I don’t know everything about your situation or how you time all of this – a lot depends on your finances and what you find out from your HR policy investigations – so I’m gonna operate with the assumption that you’d like the option of keeping your job at least for now and advise accordingly (even though every part of me is screaming “RUN AWAY!”):
- Take some time off as soon as you can. At least two weeks. More if medical leave/short-term disability can be arranged. Get your doctors to support this with whatever documentation they can. Your mental health and possibly your survival depends on it.
- Take that time with no access to work emails or availability by phone. I know this panics you (OMG, what will happen to all my clients/cases? IDK, your employer will have to figure it out!) but you need to be really away from there. If your bosses can’t think of anyone who could fill your shoes, a) that’s a telling detail and b) that’s not actually your problem if you are not in any kind of management role.
- Listen to your doctors. Get allllllllll the mental health support you can. And, with your mental health support pro of choice, work on resisting the narrative that this is all somehow your fault.
- Shore up your self-care routines around sleep, food, exercise, grooming, connecting (or re-connecting) with friends and family who love you. Be really nice to yourself.
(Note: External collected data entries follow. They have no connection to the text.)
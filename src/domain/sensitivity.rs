//! Sensitivity bounds: how far one record can move a query's output.

use serde::{Deserialize, Serialize};

use super::ValidationError;

/// Positive, finite sensitivity bound.
#[derive(Debug, Clone, Copy, PartialEq, PartialOrd, Serialize, Deserialize)]
#[serde(transparent)]
pub struct Sensitivity(f64);

impl Sensitivity {
    /// Unit sensitivity: counts, and the fallback for degenerate ranges.
    pub const UNIT: Sensitivity = Sensitivity(1.0);

    /// A caller-declared bound.
    ///
    /// # Errors
    /// Returns [`ValidationError::InvalidSensitivity`] unless `value` is
    /// positive and finite.
    pub fn declared(value: f64) -> Result<Self, ValidationError> {
        if value.is_finite() && value > 0.0 {
            Ok(Self(value))
        } else {
            Err(ValidationError::InvalidSensitivity(value))
        }
    }

    /// `max - min` of the observed values, or 1 when that range is zero or
    /// there is nothing to measure.
    #[must_use]
    pub fn from_range(values: &[f64]) -> Self {
        let (min, max) = values
            .iter()
            .copied()
            .filter(|x| x.is_finite())
            .fold((f64::INFINITY, f64::NEG_INFINITY), |(lo, hi), x| (lo.min(x), hi.max(x)));
        let range = max - min;
        if range.is_finite() && range > 0.0 {
            Self(range)
        } else {
            Self::UNIT
        }
    }

    /// The observed range unless the caller overrides it.
    ///
    /// # Errors
    /// Returns error if the override is not a valid sensitivity.
    pub fn resolve(values: &[f64], declared: Option<f64>) -> Result<Self, ValidationError> {
        match declared {
            Some(value) => Self::declared(value),
            None => Ok(Self::from_range(values)),
        }
    }

    #[must_use]
    pub fn value(&self) -> f64 {
        self.0
    }
}

impl Default for Sensitivity {
    fn default() -> Self {
        Self::UNIT
    }
}

#[cfg(test)]
mod tests {
    use super::*;

    #[test]
    fn test_range_sensitivity() {
        assert_eq!(Sensitivity::from_range(&[5.0, 7.0, 3.0, 9.0]).value(), 6.0);
        assert_eq!(Sensitivity::from_range(&[4.0, 4.0]), Sensitivity::UNIT);
        assert_eq!(Sensitivity::from_range(&[]), Sensitivity::UNIT);
    }

    #[test]
    fn test_declared_sensitivity() {
        assert_eq!(Sensitivity::declared(10.0).map(|s| s.value()), Ok(10.0));
        assert!(Sensitivity::declared(0.0).is_err());
        assert!(Sensitivity::declared(f64::NAN).is_err());
        assert_eq!(
            Sensitivity::resolve(&[1.0, 100.0], Some(2.0)).map(|s| s.value()),
            Ok(2.0)
        );
    }
}
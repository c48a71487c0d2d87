//! # dpshield
//!
//! Differential-privacy mechanism layer for tabular data.
//!
//! This crate provides:
//! - Laplace, Gaussian and randomized-response noise over any random source
//! - Per-value privatization of numeric and categorical columns
//! - Noisy aggregate queries (count, sum, mean, histogram, full column)
//! - A small JSON-in / JSON-out CLI
//!
//! ## Architecture
//!
//! The crate follows Hexagonal Architecture:
//! - `domain`: Core types (columns, parameters, sensitivity, samplers)
//! - `ports`: Trait definitions for random sources
//! - `adapters`: Concrete implementations (ChaCha20, StdRng)
//! - `application`: Mechanisms and the services built on them
//! - `cli`: Command-line front end

pub mod adapters;
pub mod application;
pub mod cli;
pub mod config;
pub mod domain;
pub mod ports;

pub use application::{
    dp_count, dp_sum, laplace_noise, privatize_column, run_dataset_query, run_query,
    DEFAULT_SUM_SENSITIVITY,
};
pub use config::DpConfig;
pub use domain::{Column, Dataset, QueryResult, QueryValue, Value};

/// Result type for dpshield operations
pub type Result<T> = std::result::Result<T, DpShieldError>;

/// Main error type for dpshield
#[derive(Debug, thiserror::Error)]
pub enum DpShieldError {
    #[error("Invalid request: {0}")]
    Validation(#[from] domain::ValidationError),

    #[error("Privacy error: {0}")]
    Privacy(#[from] ports::DpError),

    #[error("IO error: {0}")]
    Io(#[from] std::io::Error),

    #[error("Serialization error: {0}")]
    Serialization(#[from] serde_json::Error),
}

impl DpShieldError {
    /// Whether the caller supplied something unusable, as opposed to a
    /// failure inside the layer.
    #[must_use]
    pub fn is_validation(&self) -> bool {
        matches!(self, Self::Validation(_))
    }
}
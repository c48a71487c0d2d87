//! Query dispatcher: per-aggregate release of a single statistic.
//!
//! Computes the true answer over non-missing values and routes it through the
//! requested mechanism. Mechanism names are parsed strictly here: an unknown
//! name is a validation error, not a silent Laplace.
//!
//! Histogram and full-column releases noise every entry under the same ε with
//! no budget splitting, so the effective privacy loss of one such query grows
//! with the number of entries released.

use std::collections::BTreeMap;
use std::sync::Arc;

use serde::{Deserialize, Serialize};

use crate::config::DpConfig;
use crate::domain::{
    number_key, Column, Dataset, Floors, MechanismKind, Operation, PrivacyParameters, QueryResult,
    QueryValue, Sensitivity, ValidationError,
};
use crate::ports::NoiseSource;
use crate::Result;

use super::mechanism::Mechanism;

/// An aggregate query as named by the caller.
#[derive(Debug, Clone, PartialEq, Serialize, Deserialize)]
pub struct QueryRequest {
    /// mean, sum, count, histogram or full_column
    pub operation: String,

    /// laplace, gaussian or exponential
    pub mechanism: String,

    /// Epsilon (config default when absent)
    pub epsilon: Option<f64>,

    /// Delta (config default when absent)
    pub delta: Option<f64>,

    /// Sensitivity override (observed range when absent)
    pub sensitivity: Option<f64>,
}

impl QueryRequest {
    pub fn new(operation: impl Into<String>, mechanism: impl Into<String>) -> Self {
        Self {
            operation: operation.into(),
            mechanism: mechanism.into(),
            epsilon: None,
            delta: None,
            sensitivity: None,
        }
    }

    #[must_use]
    pub fn epsilon(mut self, epsilon: f64) -> Self {
        self.epsilon = Some(epsilon);
        self
    }

    #[must_use]
    pub fn delta(mut self, delta: f64) -> Self {
        self.delta = Some(delta);
        self
    }

    #[must_use]
    pub fn sensitivity(mut self, sensitivity: f64) -> Self {
        self.sensitivity = Some(sensitivity);
        self
    }
}

/// Service for aggregate DP queries.
pub struct QueryService<N: ?Sized> {
    noise: Arc<N>,
    floors: Floors,
    default_epsilon: f64,
    default_delta: f64,
}

impl<N: NoiseSource + ?Sized> QueryService<N> {
    /// Create a query service with the process-wide configuration.
    pub fn new(noise: Arc<N>) -> Self {
        Self::with_config(noise, DpConfig::process())
    }

    /// Create a query service with custom configuration.
    pub fn with_config(noise: Arc<N>, config: &DpConfig) -> Self {
        Self {
            noise,
            floors: config.mechanism_floors,
            default_epsilon: config.default_epsilon,
            default_delta: config.default_delta,
        }
    }

    /// Run a query against a column of a dataset.
    ///
    /// # Errors
    /// Returns a validation error if the column does not exist, plus every
    /// error [`QueryService::run`] can return.
    pub fn run_on_dataset(&self, dataset: &Dataset, column: &str, request: &QueryRequest) -> Result<QueryResult> {
        let column = dataset
            .column(column)
            .ok_or_else(|| ValidationError::ColumnNotFound(column.to_string()))?;
        self.run(column, request)
    }

    /// Run a query against a column.
    ///
    /// # Errors
    /// Returns a validation error for an unknown operation or mechanism, a
    /// non-numeric column where numeric data is required, or an invalid
    /// sensitivity override. Returns a privacy error if the noise source fails.
    pub fn run(&self, column: &Column, request: &QueryRequest) -> Result<QueryResult> {
        let operation: Operation = request.operation.parse()?;
        if operation.requires_numeric() && !column.is_numeric() {
            return Err(ValidationError::NonNumericColumn {
                column: column.name().to_string(),
                operation: operation.name().to_string(),
            }
            .into());
        }

        let values = if column.is_numeric() {
            column.numeric_values()
        } else {
            Vec::new()
        };
        let sensitivity = Sensitivity::resolve(&values, request.sensitivity)?;
        let kind = MechanismKind::parse_strict(&request.mechanism)?;
        let params = PrivacyParameters::new(
            request.epsilon.unwrap_or(self.default_epsilon),
            request.delta.unwrap_or(self.default_delta),
        )
        .with_floors(self.floors);
        let mechanism = Mechanism::new(kind, params, sensitivity);
        let noise = &*self.noise;

        let (true_value, noised_value) = match operation {
            Operation::Count => {
                // Numeric columns count only the cells that enter the other aggregates.
                let present = if column.is_numeric() {
                    values.len()
                } else {
                    column.non_missing_count()
                };
                let count = present as f64;
                let noised = mechanism.with_sensitivity(Sensitivity::UNIT).randomize(count, noise)?;
                (QueryValue::Scalar(count), QueryValue::Scalar(noised))
            }
            Operation::Sum => {
                let sum: f64 = values.iter().sum();
                (QueryValue::Scalar(sum), QueryValue::Scalar(mechanism.randomize(sum, noise)?))
            }
            Operation::Mean => {
                // Same full-range sensitivity as sum; not scaled by 1/n.
                let mean = if values.is_empty() {
                    0.0
                } else {
                    values.iter().sum::<f64>() / values.len() as f64
                };
                (QueryValue::Scalar(mean), QueryValue::Scalar(mechanism.randomize(mean, noise)?))
            }
            Operation::Histogram => {
                let counts = histogram(column, &values);
                let noised = counts
                    .iter()
                    .map(|(key, count)| -> Result<(String, f64)> {
                        Ok((key.clone(), mechanism.randomize(*count, noise)?))
                    })
                    .collect::<Result<BTreeMap<_, _>>>()?;
                (QueryValue::Histogram(counts), QueryValue::Histogram(noised))
            }
            Operation::FullColumn => {
                let noised = values
                    .iter()
                    .map(|x| mechanism.randomize(*x, noise))
                    .collect::<std::result::Result<Vec<_>, _>>()?;
                (QueryValue::Series(values), QueryValue::Series(noised))
            }
        };

        tracing::info!(
            column = %column.name(),
            operation = %operation,
            mechanism = %kind,
            epsilon = params.epsilon,
            delta = params.delta,
            "answered DP query"
        );

        Ok(QueryResult {
            column: column.name().to_string(),
            operation,
            mechanism: kind,
            epsilon: params.epsilon,
            delta: params.delta,
            sensitivity: mechanism.sensitivity().value(),
            true_value,
            noised_value,
        })
    }
}

/// Distinct non-missing value -> number of occurrences.
///
/// Numeric columns are keyed by their coerced `values`, so `"2"` and `2` fall
/// into the same bucket; cells that cannot be coerced are excluded.
fn histogram(column: &Column, values: &[f64]) -> BTreeMap<String, f64> {
    let mut counts = BTreeMap::new();
    if column.is_numeric() {
        for x in values {
            *counts.entry(number_key(*x)).or_insert(0.0) += 1.0;
        }
    } else {
        for key in column.values().iter().filter_map(|v| v.key()) {
            *counts.entry(key).or_insert(0.0) += 1.0;
        }
    }
    counts
}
- Figure out how much money your cases bring into the firm annually. I bet it’s A LOT. Your bosses speak numbers, so make sure you learn that language and can use it confidently to describe your own value.
- When you go back to work/before you take your break, slow down your pace of working. Double-check your work. If in the past you’ve prided yourself on being self-sufficient, stop that – lean hard on any available clerical or paralegal support. Make a realistic, sustainable workload for yourself and push back any deadlines you possibly can.
- Work will pile up, yes? So talk to your bosses about the workload without necessarily referencing any of your medical issues. Talk about numbers. “My area of law brings in $$$ annually to the firm, and 2017 will be no different. The truth is that if you see this practice area growing in the future, it’s time to think seriously about adding more staff.” If they give you the “Well, if you can’t handle it…” talk or the “At another firm, someone would be glad to handle this all by themselves…” show again, smile and say, “Well, I’m glad I am at this firm and not those firms! I want to make sure our clients are getting the service we’re famous for, and part of that is knowing when to respect my own limits and when I need another set of hands on board to make this work. I took on Jacob’s workload as a short-term solution more than a year ago, and it’s just not sustainable, especially with Y billable hours and Z number of cases.” You negotiate for your clients all the time. Time to negotiate for yourself.
- The above suggestion is more about you leaving on your own terms & your own schedule than it is about fixing this job to suit you long-term. Hence, I know this is probably the last thing you want to do, but it’s time to dust off your resume and work your contact list and see what else is out there.
- Pour as much money as you can into savings and take a look at your budget. You need your eff off fund in case you decide you gotta leave, like, now.
- Maybe you gotta leave, like, now. You are not allowed to hurt yourself over this job or your crap collection of sexist & ableist bosses, okay?
All the love and support and good wishes to you.